The Giving Church

The Giving Church

The Apostle Paul has some great one-liners:

“I can do all things through him who gives me strength.” (Phil. 4:13)

“All have sinned and fall short of the glory of God.” (Rom. 3:23)

“Therefore there is now no condemnation for those who are in Christ Jesus.” (Rom. 1:1)

2 Cor. 9:1-2 is not as memorable. Yet the longer I do ministry, the more I find this passage proves true. Not only about the Corinthian church to which Paul wrote, or even about the church where I minister (Highland). It proves true of so many churches I know.

For the whole chapter beforehand, and for the rest of 2 Cor. 9 afterwards, Paul is talking about money. He is taking up a collection for believers back in Jerusalem, who are suffering from poverty during a severe famine. He is making a pitch for why the Corinthians should give, and then he says this:

There is no need for me to write to you about this service to the Lord’s people. For I know your eagerness to help, and I have been boasting about it to the Macedonians, telling them that since last year you in Achaia were ready to give; and your enthusiasm has stirred most of them to action. (2 Cor. 9:1-2)

As I said, it’s not as memorable as: “I can do all things through him who gives me strength” (I think Tim Tebow used to write that one on his face during football games).

But that spirit of abundant and willing generosity proves true of so many churches.

A couple months ago someone asked me if I hated preaching about giving. I told them that I used to, before I came to Highland. I told them I still hated it for the first year or so of doing ministry at Highland, before I knew the church well. But then I realized that Highlanders are going to give. If my church is anything, it is amazingly generous. I don’t have any doubts they are going to give when it matters.

For instance, for the past few years, Highland has consistently given around a half-million dollars a year to missions and ministries around the world.

So even in the moments when I stand behind the pulpit asking for funds, like Paul I already know my church is eager to help. That is why I am boasting about them right now.
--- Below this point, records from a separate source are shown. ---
use jsonwebtoken::{encode, Algorithm, EncodingKey, Header};
use serde::Serialize;
use std::time::{SystemTime, UNIX_EPOCH};

use super::service_account::ServiceAccountKey;
use crate::provider::ProviderError;

/// Scopes the Admin SDKs request for user management.
const SCOPES: &[&str] = &[
    "https://www.googleapis.com/auth/cloud-platform",
    "https://www.googleapis.com/auth/firebase",
    "https://www.googleapis.com/auth/identitytoolkit",
    "https://www.googleapis.com/auth/userinfo.email",
];

/// Assertions are valid for an hour, the maximum Google accepts.
const ASSERTION_LIFETIME_SECS: u64 = 3600;

/// The payload of the self-signed assertion exchanged for an access token.
#[derive(Serialize)]
struct AssertionClaims<'a> {
    iss: &'a str,
    scope: String,
    aud: &'a str,
    iat: u64,
    exp: u64,
}

/// Signs an RS256 assertion for the given service account.
///
/// Google verifies the signature against the public half of
/// `private_key_id`, so it travels in the header as `kid`.
pub fn sign_assertion(key: &ServiceAccountKey) -> Result<String, ProviderError> {
    let issued_at = SystemTime::now().duration_since(UNIX_EPOCH)?.as_secs();

    let claims = AssertionClaims {
        iss: &key.client_email,
        scope: SCOPES.join(" "),
        aud: &key.token_uri,
        iat: issued_at,
        exp: issued_at + ASSERTION_LIFETIME_SECS,
    };

    let header = Header {
        kid: Some(key.private_key_id.clone()),
        ..Header::new(Algorithm::RS256)
    };
    let encoding_key = EncodingKey::from_rsa_pem(key.private_key.as_bytes())
        .map_err(ProviderError::Signing)?;

    encode(&header, &claims, &encoding_key).map_err(ProviderError::Signing)
}
use async_trait::async_trait;
use serde_json::{Map, Value};
use std::{io, path::PathBuf, time::SystemTimeError};
use thiserror::Error;

/// The claim name marking a user as an administrator.
pub const ADMIN_CLAIM: &str = "isAdmin";

/// Custom claims as stored by the identity provider.
pub type Claims = Map<String, Value>;

/// A user account as the identity provider reports it.
#[derive(Debug, Clone, PartialEq)]
pub struct UserRecord {
    /// Provider-assigned unique identifier.
    pub uid: String,
    pub email: Option<String>,
    pub custom_claims: Claims,
}

impl UserRecord {
    pub fn is_admin(&self) -> bool {
        self.custom_claims.get(ADMIN_CLAIM).and_then(Value::as_bool) == Some(true)
    }
}

/// The claims currently stored for a user, as read back from the provider.
#[derive(Debug, Clone, Default, PartialEq)]
pub struct ClaimSnapshot(Claims);

impl ClaimSnapshot {
    /// The `isAdmin` value, if present and boolean.
    pub fn is_admin(&self) -> Option<bool> {
        self.0.get(ADMIN_CLAIM).and_then(Value::as_bool)
    }

    pub fn claims(&self) -> &Claims {
        &self.0
    }

    pub fn into_claims(self) -> Claims {
        self.0
    }
}

impl From<Claims> for ClaimSnapshot {
    fn from(claims: Claims) -> Self {
        Self(claims)
    }
}

/// Failures reported by, or while talking to, the identity provider.
#[derive(Debug, Error)]
pub enum ProviderError {
    #[error("a user with email `{0}` already exists")]
    DuplicateUser(String),
    #[error("invalid credential: {0}")]
    InvalidCredential(String),
    /// The provider answered, but with an outage or an unrecognised failure.
    #[error("identity provider unavailable: {0}")]
    ProviderUnavailable(String),
    /// The provider could not be reached at all (connect, timeout, TLS).
    #[error("identity provider unavailable: {context}")]
    Transport {
        context: &'static str,
        #[source]
        source: reqwest::Error,
    },
    #[error("no user matching `{0}`")]
    UserNotFound(String),
    #[error("invalid custom claims: {0}")]
    InvalidClaims(String),
    #[error("malformed provider response: {context}")]
    MalformedResponse {
        context: String,
        #[source]
        source: serde_json::Error,
    },
    #[error("bad endpoint `{url}`")]
    Endpoint {
        url: String,
        #[source]
        source: url::ParseError,
    },
    #[error("service account credential: {0}")]
    Credential(String),
    #[error("unable to read service account key `{}`", path.display())]
    CredentialFile {
        path: PathBuf,
        #[source]
        source: io::Error,
    },
    #[error("malformed service account key")]
    CredentialFormat(#[source] serde_json::Error),
    #[error("unable to sign with the service account key")]
    Signing(#[source] jsonwebtoken::errors::Error),
    #[error("system clock is set before the Unix epoch")]
    Clock(#[from] SystemTimeError),
}

impl ProviderError {
    /// Whether retrying the same request could succeed.
    pub fn is_transient(&self) -> bool {
        matches!(
            self,
            ProviderError::ProviderUnavailable(_) | ProviderError::Transport { .. }
        )
    }
}

/// The operations the bootstrapper needs from an identity provider.
#[cfg_attr(test, mockall::automock)]
#[async_trait]
pub trait IdentityProvider: Send + Sync {
    async fn create_user(&self, email: &str, password: &str) -> Result<UserRecord, ProviderError>;

    /// Replaces the user's custom claims with `claims`.
    async fn set_custom_claims(&self, uid: &str, claims: &Claims) -> Result<(), ProviderError>;

    async fn get_user(&self, uid: &str) -> Result<UserRecord, ProviderError>;

    async fn get_user_by_email(&self, email: &str) -> Result<UserRecord, ProviderError>;

    async fn delete_user(&self, uid: &str) -> Result<(), ProviderError>;
}
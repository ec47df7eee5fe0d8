//! Configuration for the assembly engine.
//!
//! Loaded from TOML (project-level `.ctxpack/config.toml`, then the global
//! `~/.ctxpack/config.toml`), then overridden from the environment: a config
//! entry `a.b.c` maps to the variable `CTXPACK_A_B_C`. Secrets (reranker API
//! keys) are read from the environment only and never persisted or logged.

use std::collections::HashMap;
use std::path::Path;
use std::path::PathBuf;

use serde::Deserialize;
use serde::Serialize;

use crate::error::EngineError;
use crate::error::Result;

/// Environment variable prefix for overrides.
pub const ENV_PREFIX: &str = "CTXPACK";

/// Main engine configuration.
#[derive(Debug, Clone, Serialize, Deserialize, PartialEq)]
pub struct EngineConfig {
    /// Directory holding the store database and on-disk caches.
    #[serde(default = "default_data_dir")]
    pub data_dir: PathBuf,

    /// Default model used for token counting when the caller names none.
    #[serde(default = "default_model")]
    pub default_model: String,

    #[serde(default)]
    pub lanes: LaneConfig,

    #[serde(default)]
    pub fusion: FusionConfig,

    #[serde(default)]
    pub rerank: RerankConfig,

    #[serde(default)]
    pub cache: CacheConfig,

    #[serde(default)]
    pub explain: ExplainConfig,

    #[serde(default)]
    pub policy: PolicyOverrides,
}

impl Default for EngineConfig {
    fn default() -> Self {
        Self {
            data_dir: default_data_dir(),
            default_model: default_model(),
            lanes: LaneConfig::default(),
            fusion: FusionConfig::default(),
            rerank: RerankConfig::default(),
            cache: CacheConfig::default(),
            explain: ExplainConfig::default(),
            policy: PolicyOverrides::default(),
        }
    }
}

fn default_data_dir() -> PathBuf {
    dirs::home_dir()
        .unwrap_or_else(|| PathBuf::from("."))
        .join(".ctxpack")
}

fn default_model() -> String {
    "gpt-4".to_string()
}

/// Retrieval-lane execution parameters.
#[derive(Debug, Clone, Serialize, Deserialize, PartialEq)]
pub struct LaneConfig {
    /// Per-lane soft timeout in milliseconds. Expired lanes contribute
    /// nothing and log.
    #[serde(default = "default_lane_timeout_ms")]
    pub timeout_ms: u64,

    /// Candidates fetched per lane before fusion.
    #[serde(default = "default_candidate_limit")]
    pub candidate_limit: usize,

    /// Cap on fused candidates passed into graph expansion.
    #[serde(default = "default_graph_seed_cap")]
    pub graph_seed_cap: usize,
}

impl Default for LaneConfig {
    fn default() -> Self {
        Self {
            timeout_ms: default_lane_timeout_ms(),
            candidate_limit: default_candidate_limit(),
            graph_seed_cap: default_graph_seed_cap(),
        }
    }
}

fn default_lane_timeout_ms() -> u64 {
    2_000
}
fn default_candidate_limit() -> usize {
    50
}
fn default_graph_seed_cap() -> usize {
    50
}

/// Fusion parameters for the seed-mix optimizer.
#[derive(Debug, Clone, Serialize, Deserialize, PartialEq)]
pub struct FusionConfig {
    /// RRF constant k.
    #[serde(default = "default_rrf_k")]
    pub rrf_k: f32,

    /// Early stop fires when the score at the threshold position falls below
    /// this fraction of the top score.
    #[serde(default = "default_early_stop_ratio")]
    pub early_stop_score_ratio: f32,

    /// Maximum chunks kept per file after fusion (0 = unlimited).
    #[serde(default = "default_max_chunks_per_file")]
    pub max_chunks_per_file: usize,

    /// Entries in the derived-weight memo cache.
    #[serde(default = "default_weight_cache_entries")]
    pub weight_cache_entries: usize,

    /// Lifetime of memoized weight vectors, in seconds.
    #[serde(default = "default_weight_cache_ttl_secs")]
    pub weight_cache_ttl_secs: u64,
}

impl Default for FusionConfig {
    fn default() -> Self {
        Self {
            rrf_k: default_rrf_k(),
            early_stop_score_ratio: default_early_stop_ratio(),
            max_chunks_per_file: default_max_chunks_per_file(),
            weight_cache_entries: default_weight_cache_entries(),
            weight_cache_ttl_secs: default_weight_cache_ttl_secs(),
        }
    }
}

fn default_rrf_k() -> f32 {
    60.0
}
fn default_early_stop_ratio() -> f32 {
    0.3
}
fn default_max_chunks_per_file() -> usize {
    2
}
fn default_weight_cache_entries() -> usize {
    256
}
fn default_weight_cache_ttl_secs() -> u64 {
    300
}

/// Reranker provider selection.
#[derive(Debug, Clone, Serialize, Deserialize, PartialEq)]
pub struct RerankConfig {
    /// Provider name: `cross-encoder`, `api`, or `rrf`.
    #[serde(default = "default_rerank_provider")]
    pub provider: String,

    /// Model identifier forwarded to the provider and baked into cache keys.
    #[serde(default = "default_rerank_model")]
    pub model: String,

    /// Remote endpoint for the `api` provider.
    #[serde(default)]
    pub endpoint: Option<String>,

    /// Request timeout for the `api` provider, in seconds.
    #[serde(default = "default_rerank_timeout_secs")]
    pub timeout_secs: u64,

    /// Environment variable holding the API key. The value itself never
    /// appears in config files or logs.
    #[serde(default = "default_api_key_env")]
    pub api_key_env: String,
}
The thing is, most churches I know are the same way. They give and give and give.

Now, I’m not talking about giving time or talents. Those are extremely important, but I’m talking treasure. I wish there was a way someone could calculate just how much money the body of Christ has given to help the world over the course of history. Such a calculation is surely impossible, but can you imagine how staggering the number would be?

I’m reminded of the children’s book The Giving Tree by Shel Silverstein. It’s about a tree that loves a little boy so much it eventually gives everything it has to the boy. Finally, when the tree is reduced to a stump, the boy, who has grown into an old man, returns to sit and rest on the tree stump.

Here is a metaphor there for the church. In an era when many doubt the future of the church, and when numbers are dwindling (in the West), I am confident that all of our giving will not be in vain. Even if our generosity reduces our size and scope, it might make us into exactly what the world needs most.

So to all the generous churches out there, keep at it.